L’ajout le plus récent à notre infrastructure du pot de miel IoT est une pile ELK (Elasticsearch, Logstash, Kibana) qui génère des tableaux de bord en temps réel avec des insights sur l’activité des botnets IoT dans nos pots de miel.
L’utilisation d’un agent conversationnel (chatterbot) pour le pot de miel nous donne un outil de détection plus sûr et plus robuste source d’une grande flexibilité pour les empreintes et l’analyse de l’activité. Aucune des commandes du bot ne sont exécutées par le pot de miel, seules les requêtes connues et préprogrammées génèrent des réponses préprogrammées. En raison du grand nombre des tentatives d’infection par heure, cette configuration nous a donné satisfaction pour l’étude et la collecte des données sur les menaces IoT et les botnets. Le pot de miel n’est pas comparable aux pots de miel telnet/SSH plus traditionnels car il ne permet pas les commandes et réponses non anticipées ou non-programmées.

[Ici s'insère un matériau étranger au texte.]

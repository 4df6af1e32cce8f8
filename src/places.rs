use std::fmt;

use async_trait::async_trait;
use secrecy::{ExposeSecret, SecretString};
use serde::de::DeserializeOwned;
use serde::{Deserialize, Deserializer};
use serde_json::Value;
use tracing::trace;

use crate::config::AppConfig;
use crate::errors::AppResult;
use crate::model::{Coordinate, RawCandidate};

const GEOCODE_PATH: &str = "/geocode/json";
const TEXT_SEARCH_PATH: &str = "/place/textsearch/json";
const DETAILS_PATH: &str = "/place/details/json";
const DETAILS_FIELDS: &str = "formatted_phone_number,website";

/// Status string carried in every legacy Places/Geocoding response body.
#[derive(Debug, Clone, PartialEq, Eq)]
pub enum ApiStatus {
    Ok,
    ZeroResults,
    OverQueryLimit,
    RequestDenied,
    InvalidRequest,
    NotFound,
    Other(String),
}

impl ApiStatus {
    pub fn parse(value: Option<&str>) -> Self {
        match value.map(str::trim).unwrap_or_default() {
            "OK" => ApiStatus::Ok,
            "ZERO_RESULTS" => ApiStatus::ZeroResults,
            "OVER_QUERY_LIMIT" => ApiStatus::OverQueryLimit,
            "REQUEST_DENIED" => ApiStatus::RequestDenied,
            "INVALID_REQUEST" => ApiStatus::InvalidRequest,
            "NOT_FOUND" => ApiStatus::NotFound,
            "" => ApiStatus::Other("UNKNOWN_ERROR".into()),
            other => ApiStatus::Other(other.to_string()),
        }
    }

    /// `OK` and `ZERO_RESULTS` are the only non-error terminal states.
    pub fn is_success(&self) -> bool {
        matches!(self, ApiStatus::Ok | ApiStatus::ZeroResults)
    }

    pub fn as_str(&self) -> &str {
        match self {
            ApiStatus::Ok => "OK",
            ApiStatus::ZeroResults => "ZERO_RESULTS",
            ApiStatus::OverQueryLimit => "OVER_QUERY_LIMIT",
            ApiStatus::RequestDenied => "REQUEST_DENIED",
            ApiStatus::InvalidRequest => "INVALID_REQUEST",
            ApiStatus::NotFound => "NOT_FOUND",
            ApiStatus::Other(raw) => raw,
        }
    }
}

impl fmt::Display for ApiStatus {
    fn fmt(&self, f: &mut fmt::Formatter<'_>) -> fmt::Result {
        f.write_str(self.as_str())
    }
}

#[derive(Debug, Clone)]
pub struct GeocodeResult {
    pub status: ApiStatus,
    pub location: Option<Coordinate>,
}

#[derive(Debug, Clone, PartialEq)]
pub struct TextSearchQuery {
    pub text: String,
    pub location: Coordinate,
    pub radius_meters: u32,
    pub page_token: Option<String>,
}

#[derive(Debug, Clone)]
pub struct SearchPage {
    pub status: ApiStatus,
    pub candidates: Vec<RawCandidate>,
    pub next_page_token: Option<String>,
}

#[derive(Debug, Clone)]
pub struct DetailsResult {
    pub status: ApiStatus,
    pub phone: Option<String>,
    pub website: Option<String>,
}

/// The three outbound calls the engine makes against the places provider.
#[async_trait]
pub trait PlacesProvider: Send + Sync {
    async fn geocode(&self, address: &str) -> AppResult<GeocodeResult>;
    async fn text_search(&self, query: &TextSearchQuery) -> AppResult<SearchPage>;
    async fn place_details(&self, place_id: &str) -> AppResult<DetailsResult>;
}

pub struct HttpPlacesProvider {
    http: reqwest::Client,
    api_base: String,
    api_key: SecretString,
}

impl HttpPlacesProvider {
    pub fn new(config: &AppConfig, api_key: SecretString) -> AppResult<Self> {
        let http = reqwest::Client::builder()
            .timeout(config.http_timeout())
            .user_agent(concat!("maps-grid-scraper/", env!("CARGO_PKG_VERSION")))
            .build()?;
        Ok(Self {
            http,
            api_base: config.maps_api_base.trim_end_matches('/').to_string(),
            api_key,
        })
    }

    async fn get_json<T>(&self, path: &str, params: &[(&str, &str)]) -> AppResult<T>
    where
        T: DeserializeOwned,
    {
        let url = format!("{}{}", self.api_base, path);
        trace!(%url, "places request");
        let response = self
            .http
            .get(&url)
            .query(params)
            .query(&[("key", self.api_key.expose_secret())])
            .send()
            .await?
            .error_for_status()?;
        let body = response.bytes().await?;
        Ok(serde_json::from_slice(&body)?)
    }
}

#[async_trait]
impl PlacesProvider for HttpPlacesProvider {
    async fn geocode(&self, address: &str) -> AppResult<GeocodeResult> {
        let parsed: GeocodeResponse = self
            .get_json(GEOCODE_PATH, &[("address", address)])
            .await?;
        Ok(parsed.into_result())
    }

    async fn text_search(&self, query: &TextSearchQuery) -> AppResult<SearchPage> {
        let location = query.location.as_query_value();
        let radius = query.radius_meters.to_string();
        let mut params = vec![
            ("query", query.text.as_str()),
            ("location", location.as_str()),
            ("radius", radius.as_str()),
        ];
        if let Some(token) = query.page_token.as_deref() {
            params.push(("pagetoken", token));
        }
        let parsed: TextSearchResponse = self.get_json(TEXT_SEARCH_PATH, &params).await?;
        Ok(parsed.into_page())
    }

    async fn place_details(&self, place_id: &str) -> AppResult<DetailsResult> {
        let parsed: DetailsResponse = self
            .get_json(
                DETAILS_PATH,
                &[("place_id", place_id), ("fields", DETAILS_FIELDS)],
            )
            .await?;
        Ok(parsed.into_result())
    }
}

// Wire shapes. Every field goes through a lenient deserializer so that a
// missing or wrongly typed value degrades to empty instead of rejecting the
// whole body, and one malformed entry never costs the rest of its page.

#[derive(Debug, Default, Deserialize)]
struct GeocodeResponse {
    #[serde(default, deserialize_with = "lenient_string")]
    status: Option<String>,
    #[serde(default, deserialize_with = "lenient_vec")]
    results: Vec<GeocodeEntry>,
}

#[derive(Debug, Deserialize)]
struct GeocodeEntry {
    #[serde(default, deserialize_with = "lenient")]
    geometry: Option<Geometry>,
}

#[derive(Debug, Deserialize)]
struct Geometry {
    #[serde(default, deserialize_with = "lenient")]
    location: Option<WireLocation>,
}

#[derive(Debug, Deserialize)]
struct WireLocation {
    #[serde(default, deserialize_with = "lenient_f64")]
    lat: Option<f64>,
    #[serde(default, deserialize_with = "lenient_f64")]
    lng: Option<f64>,
}

impl WireLocation {
    fn to_coordinate(&self) -> Option<Coordinate> {
        Some(Coordinate::new(self.lat?, self.lng?))
    }
}

impl GeocodeResponse {
    fn into_result(self) -> GeocodeResult {
        let location = self
            .results
            .first()
            .and_then(|entry| entry.geometry.as_ref())
            .and_then(|geometry| geometry.location.as_ref())
            .and_then(WireLocation::to_coordinate);
        GeocodeResult {
            status: ApiStatus::parse(self.status.as_deref()),
            location,
        }
    }
}

#[derive(Debug, Default, Deserialize)]
struct TextSearchResponse {
    #[serde(default, deserialize_with = "lenient_string")]
    status: Option<String>,
    #[serde(default, deserialize_with = "lenient_vec")]
    results: Vec<WirePlace>,
    #[serde(default, deserialize_with = "lenient_string")]
    next_page_token: Option<String>,
}

#[derive(Debug, Deserialize)]
struct WirePlace {
    #[serde(default, deserialize_with = "lenient_string")]
    place_id: Option<String>,
    #[serde(default, deserialize_with = "lenient_string")]
    name: Option<String>,
    #[serde(default, deserialize_with = "lenient_string")]
    formatted_address: Option<String>,
    #[serde(default, deserialize_with = "lenient")]
    geometry: Option<Geometry>,
}

impl WirePlace {
    fn into_candidate(self) -> Option<RawCandidate> {
        let external_id = self.place_id.filter(|id| !id.trim().is_empty())?;
        let location = self
            .geometry
            .as_ref()
            .and_then(|geometry| geometry.location.as_ref())
            .and_then(WireLocation::to_coordinate)
            .unwrap_or(Coordinate::new(0.0, 0.0));
        Some(RawCandidate {
            external_id,
            name: self.name.unwrap_or_default(),
            formatted_address: self.formatted_address.unwrap_or_default(),
            location,
        })
    }
}

impl TextSearchResponse {
    fn into_page(self) -> SearchPage {
        let total = self.results.len();
        let candidates: Vec<RawCandidate> = self
            .results
            .into_iter()
            .filter_map(WirePlace::into_candidate)
            .collect();
        if candidates.len() < total {
            trace!(
                skipped = total - candidates.len(),
                "dropped search results without place_id"
            );
        }
        SearchPage {
            status: ApiStatus::parse(self.status.as_deref()),
            candidates,
            next_page_token: self.next_page_token.filter(|token| !token.is_empty()),
        }
    }
}

#[derive(Debug, Default, Deserialize)]
struct DetailsResponse {
    #[serde(default, deserialize_with = "lenient_string")]
    status: Option<String>,
    #[serde(default, deserialize_with = "lenient")]
    result: Option<DetailsFields>,
}

#[derive(Debug, Deserialize)]
struct DetailsFields {
    #[serde(default, deserialize_with = "lenient_string")]
    formatted_phone_number: Option<String>,
    #[serde(default, deserialize_with = "lenient_string")]
    website: Option<String>,
}

impl DetailsResponse {
    fn into_result(self) -> DetailsResult {
        let (phone, website) = match self.result {
            Some(fields) => (fields.formatted_phone_number, fields.website),
            None => (None, None),
        };
        DetailsResult {
            status: ApiStatus::parse(self.status.as_deref()),
            phone,
            website,
        }
    }
}

fn lenient<'de, D, T>(deserializer: D) -> Result<Option<T>, D::Error>
where
    D: Deserializer<'de>,
    T: DeserializeOwned,
{
    let value = Option::<Value>::deserialize(deserializer)?;
    Ok(value.and_then(|value| serde_json::from_value(value).ok()))
}

fn lenient_vec<'de, D, T>(deserializer: D) -> Result<Vec<T>, D::Error>
where
    D: Deserializer<'de>,
    T: DeserializeOwned,
{
    let entries = match Option::<Value>::deserialize(deserializer)? {
        Some(Value::Array(entries)) => entries,
        _ => return Ok(Vec::new()),
    };
    let total = entries.len();
    let parsed: Vec<T> = entries
        .into_iter()
        .filter_map(|entry| serde_json::from_value(entry).ok())
        .collect();
    if parsed.len() < total {
        trace!(skipped = total - parsed.len(), "dropped malformed entries");
    }
    Ok(parsed)
}

fn lenient_string<'de, D>(deserializer: D) -> Result<Option<String>, D::Error>
where
    D: Deserializer<'de>,
{
    Ok(match Option::<Value>::deserialize(deserializer)? {
        Some(Value::String(raw)) => Some(raw),
        Some(Value::Number(raw)) => Some(raw.to_string()),
        _ => None,
    })
}

fn lenient_f64<'de, D>(deserializer: D) -> Result<Option<f64>, D::Error>
where
    D: Deserializer<'de>,
{
    let value = match Option::<Value>::deserialize(deserializer)? {
        Some(Value::Number(raw)) => raw.as_f64(),
        Some(Value::String(raw)) => raw.trim().parse::<f64>().ok(),
        _ => None,
    };
    Ok(value.filter(|v| v.is_finite()))
}

#[cfg(test)]
mod tests {
    use serde_json::json;

    use super::*;

    #[test]
    fn parses_known_and_unknown_statuses() {
        assert_eq!(ApiStatus::parse(Some("OK")), ApiStatus::Ok);
        assert_eq!(ApiStatus::parse(Some("ZERO_RESULTS")), ApiStatus::ZeroResults);
        assert!(ApiStatus::parse(Some("ZERO_RESULTS")).is_success());
        assert!(!ApiStatus::parse(Some("OVER_QUERY_LIMIT")).is_success());
        assert_eq!(ApiStatus::parse(None).as_str(), "UNKNOWN_ERROR");
        assert_eq!(ApiStatus::parse(Some("WEIRD")).to_string(), "WEIRD");
    }

    #[test]
    fn search_page_tolerates_missing_fields() {
        let body = json!({
            "status": "OK",
            "results": [
                { "place_id": "a", "name": "Alpha" },
                { "name": "No id" },
                {
                    "place_id": "b",
                    "formatted_address": "1 Main St",
                    "geometry": { "location": { "lat": 1.5, "lng": 2.5 } }
                }
            ],
            "next_page_token": ""
        });
        let parsed: TextSearchResponse = serde_json::from_value(body).unwrap();
        let page = parsed.into_page();

        assert_eq!(page.status, ApiStatus::Ok);
        assert!(page.next_page_token.is_none());
        assert_eq!(page.candidates.len(), 2);
        assert_eq!(page.candidates[0].formatted_address, "");
        assert_eq!(page.candidates[1].location, Coordinate::new(1.5, 2.5));
    }

    #[test]
    fn malformed_entries_do_not_reject_the_page() {
        let body = json!({
            "status": "OK",
            "results": [
                { "place_id": "a", "geometry": { "location": { "lat": 1.0, "lng": 2.0 } } },
                { "place_id": "b", "geometry": { "location": { "lat": "39.7", "lng": -89.6 } } },
                { "place_id": 42, "name": ["not", "a", "string"] },
                { "place_id": "c", "geometry": "nowhere" },
                "not an object"
            ],
            "next_page_token": 7
        });
        let parsed: TextSearchResponse = serde_json::from_value(body).unwrap();
        let page = parsed.into_page();

        let ids: Vec<&str> = page
            .candidates
            .iter()
            .map(|c| c.external_id.as_str())
            .collect();
        assert_eq!(ids, ["a", "b", "42", "c"]);
        assert_eq!(page.candidates[1].location, Coordinate::new(39.7, -89.6));
        assert_eq!(page.candidates[2].name, "");
        assert_eq!(page.candidates[3].location, Coordinate::new(0.0, 0.0));
        assert_eq!(page.next_page_token.as_deref(), Some("7"));
    }

    #[test]
    fn null_results_parse_as_empty() {
        let parsed: TextSearchResponse =
            serde_json::from_value(json!({ "status": "ZERO_RESULTS", "results": null })).unwrap();
        let page = parsed.into_page();
        assert_eq!(page.status, ApiStatus::ZeroResults);
        assert!(page.candidates.is_empty());

        let parsed: DetailsResponse = serde_json::from_value(json!({
            "status": "OK",
            "result": { "formatted_phone_number": 5550100, "website": null }
        }))
        .unwrap();
        let result = parsed.into_result();
        assert_eq!(result.phone.as_deref(), Some("5550100"));
        assert!(result.website.is_none());
    }

    #[test]
    fn geocode_without_geometry_has_no_location() {
        let parsed: GeocodeResponse =
            serde_json::from_value(json!({ "status": "OK", "results": [{}] })).unwrap();
        let result = parsed.into_result();
        assert_eq!(result.status, ApiStatus::Ok);
        assert!(result.location.is_none());
    }

    #[test]
    fn details_without_result_is_empty() {
        let parsed: DetailsResponse =
            serde_json::from_value(json!({ "status": "NOT_FOUND" })).unwrap();
        let result = parsed.into_result();
        assert_eq!(result.status, ApiStatus::NotFound);
        assert!(result.phone.is_none());
        assert!(result.website.is_none());
    }
}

D’autres pots de miel exposent la véritable fonctionnalité shell et autorisent plus de créativité de la part de l’agresseur, ce qui permet d’étudier son comportement. Le pot de miel IoT n’offre pas autant de liberté et de créativité et, pour découvrir de nouveaux bots et tentatives d’infection, il faut programmer et simuler de nouvelles commandes, de nouveaux protocoles et failles à exploiter. Au final, le pot de miel nous apporte le bon outil et les statistiques nécessaires pour étudier et mieux comprendre le paysage de menaces que véhiculent l’espace IoT.